**REQUIRED WORK**
Within the entries that follow, show each line where the word "Bearer" occurs.

**MATERIAL SHOWN**
//! Cliente HTTP para a API do HubSpot

use crate::error::{HubSpotError, Result};
use reqwest::{Client as HttpClient, Response};
use serde::de::DeserializeOwned;
use serde_json::Value;
use std::time::Duration;

const BASE_URL: &str = "https://api.hubapi.com";

/// Cliente para interagir com a API do HubSpot
///
/// Autenticação via Bearer token (OAuth2 access token). O cliente é
/// descartável: o middleware cria um por chamada, com o token vigente.
#[derive(Clone)]
pub struct HubSpotClient {
    http_client: HttpClient,
    access_token: String,
    base_url: String,
}

impl HubSpotClient {
    /// Cria um novo cliente HubSpot
    ///
    /// # Argumentos
    ///
    /// * `access_token` - Access token OAuth2 vigente
    ///
    /// # Timeouts
    ///
    /// - Total: 30s
    /// - Connect: 5s
    pub fn new(access_token: impl Into<String>) -> Result<Self> {
        Self::with_base_url(access_token, BASE_URL)
    }

    /// Cria um novo cliente apontando para outra base URL
    ///
    /// Usado em testes (mock server) e em ambientes de sandbox.
    pub fn with_base_url(access_token: impl Into<String>, base_url: impl Into<String>) -> Result<Self> {
        let http_client = HttpClient::builder()
            .timeout(Duration::from_secs(30))
            .connect_timeout(Duration::from_secs(5))
            .build()
            .map_err(|e| HubSpotError::ConfigError(format!("Failed to create HTTP client: {}", e)))?;

        Ok(Self {
            http_client,
            access_token: access_token.into(),
            base_url: base_url.into(),
        })
    }

    /// Executa uma requisição GET autenticada
    pub(crate) async fn get(&self, endpoint: &str) -> Result<Response> {
        let url = format!("{}{}", self.base_url, endpoint);

        tracing::debug!("GET {}", url);

        let response = self
            .http_client
            .get(&url)
            .header("Authorization", format!("Bearer {}", self.access_token))
            .send()
            .await?;

        self.handle_response(response).await
    }

    /// Executa uma requisição GET e parseia JSON
    pub(crate) async fn get_json<T: DeserializeOwned>(&self, endpoint: &str) -> Result<T> {
        let response = self.get(endpoint).await?;
        let json = response.json().await?;
        Ok(json)
    }

    /// Processa a resposta HTTP e trata erros
    async fn handle_response(&self, response: Response) -> Result<Response> {
        let status = response.status();

        if status.is_success() {
            Ok(response)
        } else {
            let status_code = status.as_u16();
            let error_body = response.text().await.unwrap_or_else(|_| "Unknown error".to_string());

            tracing::error!("HubSpot API error ({}): {}", status_code, error_body);

            // Tentar extrair mensagem de erro do JSON
            let message = if let Ok(json) = serde_json::from_str::<Value>(&error_body) {
                json.get("message")
                    .or_else(|| json.get("error"))
                    .and_then(|v| v.as_str())
                    .unwrap_or(&error_body)
                    .to_string()
            } else {
                error_body
            };

            Err(HubSpotError::ApiError {
                status: status_code,
                message,
            })
        }
    }

    /// Obtém o access token em uso
    pub fn token(&self) -> &str {
        &self.access_token
    }

    /// Obtém a URL base
    pub fn base_url(&self) -> &str {
        &self.base_url
    }
}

**OUTPUT OF THE EXERCISE**
/// Autenticação via Bearer token (OAuth2 access token). O cliente é
            .header("Authorization", format!("Bearer {}", self.access_token))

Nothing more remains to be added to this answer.